I’ve been doing the distance formula in Geometry this week.

I started it off with an accelerated version of my 7th grade pythagorean lesson. Basically, a quick discussion of this applet, followed by the second worksheet from this post, and finally the application to to the coordinate plane.

It was a great lesson. There were a months worth of Aha!s, and the kids were happy to actually kind of get *why* it worked, rather than just plugging numbers into a formula.

Their big hangup was getting the square roots. More often than not, the problems they’ll see on standardized tests involve pythagorean triples. Sometimes not, but when they do end up with a perfect square, they’ll need to be able to make a quick guess at it.
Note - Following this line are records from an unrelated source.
//! Error types for ledgerkv
//!
//! Provides a unified error type for both storage backends and the
//! partition/batch/cursor layer on top of them.

use thiserror::Error;

/// Result type alias using LedgerError
pub type Result<T> = std::result::Result<T, LedgerError>;

/// Unified error type for ledgerkv operations
#[derive(Debug, Error)]
pub enum LedgerError {
    // -------------------------------------------------------------------------
    // I/O Errors
    // -------------------------------------------------------------------------
    #[error("IO error: {0}")]
    Io(#[from] std::io::Error),

    // -------------------------------------------------------------------------
    // WAL Errors
    // -------------------------------------------------------------------------
    #[error("WAL corruption detected: {0}")]
    WalCorruption(String),

    #[error("WAL write failed: {0}")]
    WalWrite(String),

    // -------------------------------------------------------------------------
    // Backend Errors
    // -------------------------------------------------------------------------
    #[error("Backend I/O error: {0}")]
    BackendIo(String),

    #[error("Key not found")]
    NotFound,

    #[error("Value of {size} bytes exceeds the limit of {limit} bytes")]
    ValueTooLarge { size: usize, limit: usize },

    // -------------------------------------------------------------------------
    // Partition Errors
    // -------------------------------------------------------------------------
    #[error("Partition {0:?} already exists")]
    AlreadyExists(String),

    #[error("Partition {0:?} is not registered")]
    UnknownPartition(String),

    #[error("Invalid partition name {0:?}")]
    InvalidPartitionName(String),

    // -------------------------------------------------------------------------
    // Contract Errors
    // -------------------------------------------------------------------------
    #[error("Invalid operation: {0}")]
    InvalidOperation(String),

    #[error("{0} used after it was closed")]
    UseAfterClose(&'static str),

    #[error("Batch commit failed for {failed:?} (committed: {committed:?})")]
    PartialCommit {
        /// Partitions whose buffered batch is durable
        committed: Vec<String>,
        /// Partitions whose buffered batch was not applied, with the reason
        failed: Vec<(String, String)>,
    },

    // -------------------------------------------------------------------------
    // Serialization Errors
    // -------------------------------------------------------------------------
    #[error("Serialization error: {0}")]
    Serialization(String),

    // -------------------------------------------------------------------------
    // Configuration Errors
    // -------------------------------------------------------------------------
    #[error("Configuration error: {0}")]
    Config(String),
}
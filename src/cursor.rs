//! Cursor
//!
//! One ordered-iteration handle over either backend.
//!
//! ```text
//!            seek / seek_to_* / next / prev
//!   Open ──────────────▶ Positioned ◀──────┐
//!     │                      │  next/prev  │
//!     │                      ▼             │
//!     │                  Past-End ─────────┘ (seek*)
//!     │ close                │ close
//!     └────────────▶ Closed ◀┘
//! ```
//!
//! Validity comes from the backend state and must be re-checked after every
//! positioning call. Views returned by `key()`/`value()` borrow the cursor, so
//! the borrow checker ends them before the next positioning call.

use bytes::Bytes;
use tracing::debug;

use crate::config::BackendKind;
use crate::error::{LedgerError, Result};
use crate::versioned::VersionedIterator;
use crate::view::ByteView;

/// Cursor over an embedded partition
///
/// Owns a merged snapshot taken when the cursor was opened; views borrow it.
pub(crate) struct EmbeddedCursor {
    entries: Vec<(Bytes, Bytes)>,
    position: Option<usize>,
    /// First error met while building the snapshot
    status: Option<String>,
}

impl EmbeddedCursor {
    pub(crate) fn new(entries: Vec<(Bytes, Bytes)>) -> Self {
        Self {
            entries,
            position: None,
            status: None,
        }
    }

    /// A cursor whose snapshot could not be read; never valid
    pub(crate) fn failed(error: LedgerError) -> Self {
        Self {
            entries: Vec::new(),
            position: None,
            status: Some(error.to_string()),
        }
    }

    fn valid(&self) -> bool {
        self.position.is_some()
    }

    fn key(&self) -> Option<&[u8]> {
        self.position.map(|p| self.entries[p].0.as_ref())
    }

    fn value(&self) -> Option<&[u8]> {
        self.position.map(|p| self.entries[p].1.as_ref())
    }

    fn step(&mut self, forward: bool) -> Result<()> {
        let pos = self.position.ok_or_else(|| {
            LedgerError::InvalidOperation("cannot step a cursor that is not valid".to_string())
        })?;
        self.position = if forward {
            Some(pos + 1).filter(|&p| p < self.entries.len())
        } else {
            pos.checked_sub(1)
        };
        Ok(())
    }

    fn seek_to_first(&mut self) {
        self.position = if self.entries.is_empty() { None } else { Some(0) };
    }

    fn seek_to_last(&mut self) {
        self.position = self.entries.len().checked_sub(1);
    }

    fn seek(&mut self, target: &[u8]) {
        let idx = self
            .entries
            .partition_point(|(k, _)| k.as_ref() < target);
        self.position = Some(idx).filter(|&i| i < self.entries.len());
    }
}

enum CursorState {
    Embedded(EmbeddedCursor),
    External(VersionedIterator),
    Closed,
}

/// Ordered iterator over one partition, whichever backend it lives in
pub struct Cursor {
    state: CursorState,
}

impl Cursor {
    pub(crate) fn embedded(cursor: EmbeddedCursor) -> Self {
        Self {
            state: CursorState::Embedded(cursor),
        }
    }

    pub(crate) fn external(iterator: VersionedIterator) -> Self {
        Self {
            state: CursorState::External(iterator),
        }
    }

    /// Backend this cursor iterates, `None` once closed
    pub fn backend(&self) -> Option<BackendKind> {
        match self.state {
            CursorState::Embedded(_) => Some(BackendKind::Embedded),
            CursorState::External(_) => Some(BackendKind::Versioned),
            CursorState::Closed => None,
        }
    }

    pub fn is_closed(&self) -> bool {
        matches!(self.state, CursorState::Closed)
    }

    /// True iff positioned on an existing key
    pub fn valid(&self) -> bool {
        match &self.state {
            CursorState::Embedded(c) => c.valid(),
            CursorState::External(it) => it.valid(),
            CursorState::Closed => false,
        }
    }

    /// Valid and the current key starts with `prefix` (embedded backend only)
    pub fn valid_for_prefix(&self, prefix: &[u8]) -> Result<bool> {
        match &self.state {
            CursorState::Embedded(c) => Ok(c.key().is_some_and(|k| k.starts_with(prefix))),
            CursorState::External(_) => Err(LedgerError::InvalidOperation(
                "valid_for_prefix is not supported by the versioned backend".to_string(),
            )),
            CursorState::Closed => Err(LedgerError::UseAfterClose("cursor")),
        }
    }

    /// Current key, or `None` when not positioned
    pub fn key(&self) -> Result<Option<ByteView<'_>>> {
        match &self.state {
            CursorState::Embedded(c) => Ok(c.key().map(ByteView::embedded_borrowed)),
            CursorState::External(it) if it.valid() => Ok(Some(ByteView::external(it.key()?))),
            CursorState::External(_) => Ok(None),
            CursorState::Closed => Err(LedgerError::UseAfterClose("cursor")),
        }
    }

    /// Current value, or `None` when not positioned
    pub fn value(&self) -> Result<Option<ByteView<'_>>> {
        match &self.state {
            CursorState::Embedded(c) => Ok(c.value().map(ByteView::embedded_borrowed)),
            CursorState::External(it) if it.valid() => {
                Ok(Some(ByteView::external(it.value()?)))
            }
            CursorState::External(_) => Ok(None),
            CursorState::Closed => Err(LedgerError::UseAfterClose("cursor")),
        }
    }

    /// Step forward; fails if the cursor is not valid
    #[allow(clippy::should_implement_trait)]
    pub fn next(&mut self) -> Result<()> {
        match &mut self.state {
            CursorState::Embedded(c) => c.step(true),
            CursorState::External(it) => it.next(),
            CursorState::Closed => Err(LedgerError::UseAfterClose("cursor")),
        }
    }

    /// Step backward; fails if the cursor is not valid
    pub fn prev(&mut self) -> Result<()> {
        match &mut self.state {
            CursorState::Embedded(c) => c.step(false),
            CursorState::External(it) => it.prev(),
            CursorState::Closed => Err(LedgerError::UseAfterClose("cursor")),
        }
    }

    pub fn seek_to_first(&mut self) -> Result<()> {
        match &mut self.state {
            CursorState::Embedded(c) => {
                c.seek_to_first();
                Ok(())
            }
            CursorState::External(it) => it.seek_to_first(),
            CursorState::Closed => Err(LedgerError::UseAfterClose("cursor")),
        }
    }

    pub fn seek_to_last(&mut self) -> Result<()> {
        match &mut self.state {
            CursorState::Embedded(c) => {
                c.seek_to_last();
                Ok(())
            }
            CursorState::External(it) => it.seek_to_last(),
            CursorState::Closed => Err(LedgerError::UseAfterClose("cursor")),
        }
    }

    /// Position at the first key ≥ `target`
    ///
    /// Embedded: byte-lexicographic. Versioned: the store's own key order.
    pub fn seek(&mut self, target: &[u8]) -> Result<()> {
        match &mut self.state {
            CursorState::Embedded(c) => {
                c.seek(target);
                Ok(())
            }
            CursorState::External(it) => it.seek(target),
            CursorState::Closed => Err(LedgerError::UseAfterClose("cursor")),
        }
    }

    /// Error accumulated while iterating (embedded backend only)
    pub fn error(&self) -> Result<Option<LedgerError>> {
        match &self.state {
            CursorState::Embedded(c) => Ok(c.status.clone().map(LedgerError::BackendIo)),
            CursorState::External(_) => Err(LedgerError::InvalidOperation(
                "error() is not supported by the versioned backend; its calls fail directly"
                    .to_string(),
            )),
            CursorState::Closed => Err(LedgerError::UseAfterClose("cursor")),
        }
    }

    /// Release backend resources; a second call fails with `UseAfterClose`
    pub fn close(&mut self) -> Result<()> {
        match std::mem::replace(&mut self.state, CursorState::Closed) {
            CursorState::Embedded(_) => Ok(()),
            CursorState::External(mut it) => it.release(),
            CursorState::Closed => Err(LedgerError::UseAfterClose("cursor")),
        }
    }
}

impl Drop for Cursor {
    fn drop(&mut self) {
        if !self.is_closed() {
            debug!(backend = ?self.backend(), "cursor dropped without close");
        }
    }
}
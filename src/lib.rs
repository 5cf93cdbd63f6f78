//! # ledgerkv
//!
//! Storage layer for a permissioned-ledger consensus pipeline. One API over
//! two interchangeable backends:
//! - an embedded SSTable engine (WAL, MemTable, SSTables)
//! - a versioned store reached through managed object handles
//!
//! Both are organised into named partitions and support single-key reads
//! and writes, ordered cursors, and grouped batch commits.
//!
//! ## Architecture Overview
//!
//! ```text
//! ┌─────────────────────────────────────────────────────────────┐
//! │                      StorageFacade                           │
//! │        (default partition + PartitionRegistry)               │
//! └──────────┬──────────────────┬───────────────────┬───────────┘
//!            │                  │                   │
//!            ▼                  ▼                   ▼
//!     ┌─────────────┐    ┌─────────────┐     ┌─────────────┐
//!     │  Partition  │    │   Cursor    │     │  BatchSet   │
//!     │  (get/put)  │    │ (ByteView)  │     │ (per-part.) │
//!     └──────┬──────┘    └──────┬──────┘     └──────┬──────┘
//!            └──────────────────┼───────────────────┘
//!                  ┌────────────┴────────────┐
//!                  ▼                         ▼
//!          ┌──────────────┐          ┌──────────────┐
//!          │   Embedded   │          │  Versioned   │
//!          │ WAL/MemTable │          │    Store     │
//!          │  /SSTables   │          │              │
//!          └──────────────┘          └──────────────┘
//! ```

// =============================================================================
// Module Declarations
// =============================================================================

pub mod config;
pub mod error;

pub mod engine;
pub mod memtable;
pub mod storage;
pub mod versioned;
pub mod wal;

pub mod batch;
pub mod cursor;
pub mod facade;
pub mod partition;
pub mod view;

pub mod timer;

// =============================================================================
// Public API Re-exports
// =============================================================================

pub use batch::BatchSet;
pub use config::{BackendKind, Config, WalSyncStrategy};
pub use cursor::Cursor;
pub use engine::{Engine, WriteBatch};
pub use error::{LedgerError, Result};
pub use facade::StorageFacade;
pub use partition::{Partition, PartitionRegistry, DEFAULT_PARTITION};
pub use timer::{PipelineTimers, RequestSampler, StageTimer};
pub use versioned::{VersionedBatch, VersionedStore};
pub use view::ByteView;

// =============================================================================
// Version Info
// =============================================================================

/// Current version of ledgerkv
pub const VERSION: &str = env!("CARGO_PKG_VERSION");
The big improv moment was teaching them how to make an educated guess:

1 | - | 100 | - | 1 |

2 | - | 400 | - | 4 |

3 | - | 900 | - | 9 |

4 | - | 1600 | - | 6 |

5 | - | 2500 | - | 5 |

6 | - | 3600 | - | 6 |

7 | - | 4900 | - | 9 |

8 | - | 6400 | - | 4 |

9 | - | 8100 | - | 1 |

The second column gives the range to guess for the 10’s digit, while finding the last digit of the number in the third column gives a hint as to what to guess for the ones digit. As an example – 5184 is between 4900 & 6400, so the 10’s digit will be a seven, so the two possible guesses (if it is indeed a perfect square) are either 72 or 78. Since it’s on the low end of the range, you try out 72, and if that doesn’t work, you know you have an imperfect square. The biggest danger was the tedium of having to do multiple guesses to find a square root, after learning how to make this table, a lot of them were getting very good first guesses, and were quickly able to tell if it wasn’t a perfect square.